• _PROBLEM_
Your reply should consist solely of the lines from the start of the material below through the line containing "pub struct CreatureRecord", reproduced exactly.
---------- INFORMATION PROVIDED
//! Builds creatures from the two CSV data files: one with moves, one with
//! creature stats and their damage-multiplier columns.

use crate::model::{is_valid_multiplier, Creature, DamageMultipliers, Move, MoveSet, MOVE_SLOTS};
use crate::registry::Registry;
use crate::types::ElementType;
use anyhow::{anyhow, bail, Context, Result};
use rand::seq::SliceRandom;
use rand::Rng;
use std::path::Path;
use tracing::{debug, info, warn};

pub const DEFAULT_MOVES_PER_CREATURE: usize = 4;

const MOVE_NAME_COLUMNS: &[&str] = &["move_name", "name", "move"];
const MOVE_POWER_COLUMNS: &[&str] = &["attack", "power"];

/// A creature row before moves are handed out.
#[derive(Debug, Clone, PartialEq)]
pub struct CreatureRecord {
    pub name: String,
    pub hit_points: i32,
    pub element: ElementType,
    pub damage_multipliers: DamageMultipliers,
}

/// Header plus data rows of a CSV document. Each row keeps the 1-based line
/// number it starts on for error messages.
#[derive(Debug, Clone)]
pub struct CsvTable {
    pub headers: Vec<String>,
    pub rows: Vec<(usize, Vec<String>)>,
}

impl CsvTable {
    /// Blank lines between records are skipped. A quoted field may run over
    /// several lines; its line breaks are kept as `\n`.
    pub fn parse(text: &str) -> Result<Self> {
        let mut records = Vec::new();
        let mut pending: Option<(usize, String)> = None;
        for (idx, line) in text.lines().enumerate() {
            let line = line.trim_end_matches('\r');
            let (start, record) = match pending.take() {
                Some((start, mut record)) => {
                    record.push('\n');
                    record.push_str(line);
                    (start, record)
                }
                None if line.trim().is_empty() => continue,
                None => (idx + 1, line.to_string()),
            };
            let (fields, open) = scan_record(&record);
            if open {
                pending = Some((start, record));
            } else {
                records.push((start, fields));
            }
        }
        if let Some((start, _)) = pending {
            bail!("line {start}: unterminated quoted field");
        }

        let mut records = records.into_iter();
        let (_, header) = records.next().ok_or_else(|| anyhow!("file is empty"))?;
        let headers = header.into_iter().map(|h| h.trim().to_string()).collect();
        Ok(Self {
            headers,
            rows: records.collect(),
        })
    }

    /// Index of the first header matching any of `names`, ignoring case.
    pub fn column(&self, names: &[&str]) -> Option<usize> {
        self.headers
            .iter()
            .position(|h| names.iter().any(|n| h.eq_ignore_ascii_case(n)))
    }

    fn require_column(&self, names: &[&str]) -> Result<usize> {
        self.column(names)
            .ok_or_else(|| anyhow!("missing column '{}'", names[0]))
    }
}

/// Split one CSV record. Fields may be wrapped in double quotes, with `""`
/// standing for a literal quote inside them.
pub fn split_record(line: &str) -> Result<Vec<String>> {
    let (fields, open) = scan_record(line);
    if open {
        bail!("unterminated quoted field");
    }
    Ok(fields)
}

/// Fields of `record`, and whether it ends inside a quoted field.
fn scan_record(record: &str) -> (Vec<String>, bool) {
    let mut fields = Vec::new();
    let mut field = String::new();
    let mut chars = record.chars().peekable();
    let mut in_quotes = false;
    while let Some(c) = chars.next() {
        match c {
            '"' if in_quotes => {
                if chars.peek() == Some(&'"') {
                    chars.next();
                    field.push('"');
                } else {
                    in_quotes = false;
                }
            }
            '"' if field.trim().is_empty() => {
                field.clear();
                in_quotes = true;
            }
            ',' if !in_quotes => fields.push(std::mem::take(&mut field)),
            _ => field.push(c),
        }
    }
    fields.push(field);
    (fields, in_quotes)
}

fn cell<'a>(fields: &'a [String], idx: usize) -> &'a str {
    fields.get(idx).map(|s| s.trim()).unwrap_or("")
}

pub fn parse_moves(text: &str) -> Result<Vec<Move>> {
    let table = CsvTable::parse(text)?;
    let name_col = table.require_column(MOVE_NAME_COLUMNS)?;
    let power_col = table.require_column(MOVE_POWER_COLUMNS)?;
    let mut moves = Vec::with_capacity(table.rows.len());
    for (line_no, fields) in &table.rows {
        let name = cell(fields, name_col);
        let raw_power = cell(fields, power_col);
        let power = if raw_power.is_empty() {
            0
        } else {
            raw_power
                .parse::<u32>()
                .with_context(|| format!("line {line_no}: attack '{raw_power}' of '{name}' is not a non-negative integer"))?
        };
        debug!(line = line_no, name, power, "parsed move");
        moves.push(Move::new(name, power));
    }
    Ok(moves)
}

pub fn parse_creatures(text: &str) -> Result<Vec<CreatureRecord>> {
    let table = CsvTable::parse(text)?;
    let name_col = table.require_column(&["name"])?;
    let hp_col = table.require_column(&["hp"])?;
    let type_col = table.require_column(&["type"])?;
    let first_multiplier = name_col.max(hp_col).max(type_col) + 1;
    let mut multiplier_cols = Vec::new();
    for (idx, header) in table.headers.iter().enumerate().skip(first_multiplier) {
        let element = ElementType::from_name(header)
            .ok_or_else(|| anyhow!("column '{header}' is not a creature type"))?;
        multiplier_cols.push((idx, element));
    }
    if multiplier_cols.len() != ElementType::COUNT {
        warn!(
            columns = multiplier_cols.len(),
            "creature file does not list a multiplier for every type"
        );
    }

    let mut records = Vec::with_capacity(table.rows.len());
    for (line_no, fields) in &table.rows {
        let name = cell(fields, name_col).to_string();
        let raw_hp = cell(fields, hp_col);
        let hit_points = raw_hp
            .parse::<i32>()
            .with_context(|| format!("line {line_no}: HP '{raw_hp}' of '{name}' is not an integer"))?;
        let element = cell(fields, type_col)
            .parse::<ElementType>()
            .with_context(|| format!("line {line_no}: bad type for '{name}'"))?;
        let mut damage_multipliers = DamageMultipliers::new();
        for &(idx, attacking) in &multiplier_cols {
            let raw = cell(fields, idx);
            let value = raw.parse::<f64>().with_context(|| {
                format!("line {line_no}: {attacking} multiplier '{raw}' of '{name}' is not a number")
            })?;
            if !is_valid_multiplier(value) {
                bail!("line {line_no}: {attacking} multiplier '{raw}' of '{name}' must be a finite number of at least 0");
            }
            damage_multipliers.insert(attacking, value);
        }
        records.push(CreatureRecord {
            name,
            hit_points,
            element,
            damage_multipliers,
        });
    }
    Ok(records)
}

/// Fill slots 1..=`count` with moves drawn uniformly, with replacement.
pub fn random_move_set<R: Rng + ?Sized>(moves: &[Move], count: usize, rng: &mut R) -> Result<MoveSet> {
    if !(1..=MOVE_SLOTS).contains(&count) {
        bail!("a creature can only have 1 to {MOVE_SLOTS} moves, got {count}");
    }
    let picked = (0..count)
        .map(|_| moves.choose(&mut *rng).cloned().ok_or_else(|| anyhow!("no moves to choose from")))
        .collect::<Result<Vec<_>>>()?;
    Ok(MoveSet::from_moves(picked)?)
}

pub fn build_creatures<R: Rng + ?Sized>(
    records: Vec<CreatureRecord>,
    moves: &[Move],
    moves_per_creature: usize,
    rng: &mut R,
) -> Result<Vec<Creature>> {
    records
        .into_iter()
        .map(|record| {
            let move_set = random_move_set(moves, moves_per_creature, &mut *rng)?;
            Creature::new(
                record.name.clone(),
                record.hit_points,
                move_set,
                record.element,
                Some(record.damage_multipliers),
            )
            .with_context(|| format!("failed to build creature '{}'", record.name))
        })
        .collect()
}

fn read(path: &Path) -> Result<String> {
    std::fs::read_to_string(path).with_context(|| format!("failed to read {}", path.display()))
}

pub fn load_moves(path: &Path) -> Result<Vec<Move>> {
    parse_moves(&read(path)?).with_context(|| format!("failed to parse moves from {}", path.display()))
}

pub fn load_creatures(path: &Path) -> Result<Vec<CreatureRecord>> {
    parse_creatures(&read(path)?)
        .with_context(|| format!("failed to parse creatures from {}", path.display()))
}

/// Load both files and register every creature, each with
/// `moves_per_creature` random moves. Returns how many were registered.
pub fn populate_registry<R: Rng + ?Sized>(
    registry: &mut Registry,
    moves_path: &Path,
    creatures_path: &Path,
    moves_per_creature: usize,
    rng: &mut R,
) -> Result<usize> {
    let moves = load_moves(moves_path)?;
    let records = load_creatures(creatures_path)?;
    let creatures = build_creatures(records, &moves, moves_per_creature, rng)?;
    let count = creatures.len();
    for creature in creatures {
        registry.register(creature);
    }
    info!(
        moves = moves.len(),
        creatures = count,
        registered = registry.len(),
        "loaded data files"
    );
    Ok(count)
}

#[cfg(test)]
mod tests {
    use super::*;
    use rand::rngs::SmallRng;
    use rand::SeedableRng;

    const MOVES: &str = "move_name,type,attack\nPound,normal,40\nGrowl,normal,\n\"Slam, Hard\",normal,80\n";

    fn creatures_csv(rows: &[&str]) -> String {
        let header = std::iter::once("Name,HP,Type".to_string())
            .chain(ElementType::ALL.iter().map(|t| t.as_str().to_string()))
            .collect::<Vec<_>>()
            .join(",");
        let mut text = header;
        for row in rows {
            text.push('\n');
            text.push_str(row);
        }
        text
    }

    #[test]
    fn split_record_handles_quotes() -> Result<()> {
        assert_eq!(split_record("a,b,,c")?, ["a", "b", "", "c"]);
        assert_eq!(split_record("\"x, y\",2")?, ["x, y", "2"]);
        assert_eq!(split_record("\"say \"\"hi\"\"\",1")?, ["say \"hi\"", "1"]);
        assert!(split_record("\"open,1").is_err());
        Ok(())
    }

    #[test]
    fn quoted_fields_may_span_lines() -> Result<()> {
        let text = "move_name,attack\n\"Double\n\nSlap\",15\n\nPound,40\n";
        let table = CsvTable::parse(text)?;
        assert_eq!(table.rows.len(), 2);
        assert_eq!(table.rows[0], (2, vec!["Double\n\nSlap".to_string(), "15".to_string()]));
        assert_eq!(table.rows[1].0, 6);
        let moves = parse_moves(text)?;
        assert_eq!(moves, vec![Move::new("Double\n\nSlap", 15), Move::new("Pound", 40)]);
        Ok(())
    }

    #[test]
    fn quote_left_open_at_end_of_file_is_an_error() {
        let err = CsvTable::parse("move_name,attack\nPound,40\n\"Slam,80\n").unwrap_err();
        let message = format!("{err:#}");
        assert!(message.contains("line 3"), "{message}");
        assert!(message.contains("unterminated"), "{message}");
    }

    #[test]
    fn empty_attack_parses_as_zero() -> Result<()> {
        let moves = parse_moves(MOVES)?;
        assert_eq!(
            moves,
            vec![
                Move::new("Pound", 40),
                Move::new("Growl", 0),
                Move::new("Slam, Hard", 80)
            ]
        );
        Ok(())
    }

    #[test]
    fn negative_attack_is_an_error() {
        let err = parse_moves("move_name,attack\nOops,-5\n").unwrap_err();
        assert!(format!("{err:#}").contains("line 2"));
    }

    #[test]
    fn missing_power_column_is_an_error() {
        let err = parse_moves("move_name,type\nPound,normal\n").unwrap_err();
        assert!(err.to_string().contains("attack"));
    }

    #[test]
    fn creature_rows_map_columns_to_types() -> Result<()> {
        let row = "Charmander,39,fire,1,0.5,2,1,0.5,1,1,1,2,1,1,0.5,2,1,1";
        let records = parse_creatures(&creatures_csv(&[row]))?;
        assert_eq!(records.len(), 1);
        let record = &records[0];
        assert_eq!(record.name, "Charmander");
        assert_eq!(record.hit_points, 39);
        assert_eq!(record.element, ElementType::Fire);
        assert_eq!(record.damage_multipliers.len(), 15);
        assert_eq!(record.damage_multipliers.get(ElementType::Water), Some(2.0));
        assert_eq!(record.damage_multipliers.get(ElementType::Fire), Some(0.5));
        Ok(())
    }

    #[test]
    fn bad_multiplier_reports_line() {
        let row = "Bad,10,fire,1,x,1,1,1,1,1,1,1,1,1,1,1,1,1";
        let err = parse_creatures(&creatures_csv(&[row])).unwrap_err();
        let message = format!("{err:#}");
        assert!(message.contains("line 2"), "{message}");
        assert!(message.contains("fire multiplier"), "{message}");
    }

    #[test]
    fn negative_or_infinite_multiplier_is_rejected() {
        for bad in ["-1000000000000", "-0.5", "inf", "NaN"] {
            let row = format!("Bad,10,fire,{bad},1,1,1,1,1,1,1,1,1,1,1,1,1,1");
            let err = parse_creatures(&creatures_csv(&[&row])).unwrap_err();
            let message = format!("{err:#}");
            assert!(message.contains("line 2"), "{message}");
            assert!(message.contains("normal multiplier"), "{message}");
        }
    }

    #[test]
    fn unknown_type_column_is_an_error() {
        let err = parse_creatures("Name,HP,Type,steel\nA,1,fire,1\n").unwrap_err();
        assert!(err.to_string().contains("steel"));
    }

    #[test]
    fn build_assigns_requested_number_of_moves() -> Result<()> {
        let moves = parse_moves(MOVES)?;
        let row = "Mon,10,water,1,1,1,1,1,1,1,1,1,1,1,1,1,1,1";
        let mut rng = SmallRng::seed_from_u64(3);
        for count in 1..=4 {
            let records = parse_creatures(&creatures_csv(&[row]))?;
            let built = build_creatures(records, &moves, count, &mut rng)?;
            assert_eq!(built[0].available_moves(), (1..=count).collect::<Vec<_>>());
            for (_, mv) in built[0].moves().iter() {
                assert!(moves.contains(mv));
            }
        }
        Ok(())
    }

    #[test]
    fn move_count_outside_one_to_four_is_rejected() {
        let moves = vec![Move::new("Pound", 40)];
        let mut rng = SmallRng::seed_from_u64(0);
        assert!(random_move_set(&moves, 0, &mut rng).is_err());
        assert!(random_move_set(&moves, 5, &mut rng).is_err());
        assert!(random_move_set(&[], 2, &mut rng).is_err());
    }

    #[test]
    fn non_positive_hp_row_fails_construction() -> Result<()> {
        let moves = parse_moves(MOVES)?;
        let row = "Zero,0,water,1,1,1,1,1,1,1,1,1,1,1,1,1,1,1";
        let records = parse_creatures(&creatures_csv(&[row]))?;
        let mut rng = SmallRng::seed_from_u64(0);
        let err = build_creatures(records, &moves, 4, &mut rng).unwrap_err();
        assert!(format!("{err:#}").contains("Zero"));
        Ok(())
    }
}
--------------------
• _COMPLETED TASK_
//! Builds creatures from the two CSV data files: one with moves, one with
//! creature stats and their damage-multiplier columns.

use crate::model::{is_valid_multiplier, Creature, DamageMultipliers, Move, MoveSet, MOVE_SLOTS};
use crate::registry::Registry;
use crate::types::ElementType;
use anyhow::{anyhow, bail, Context, Result};
use rand::seq::SliceRandom;
use rand::Rng;
use std::path::Path;
use tracing::{debug, info, warn};

pub const DEFAULT_MOVES_PER_CREATURE: usize = 4;

const MOVE_NAME_COLUMNS: &[&str] = &["move_name", "name", "move"];
const MOVE_POWER_COLUMNS: &[&str] = &["attack", "power"];

/// A creature row before moves are handed out.
#[derive(Debug, Clone, PartialEq)]
pub struct CreatureRecord {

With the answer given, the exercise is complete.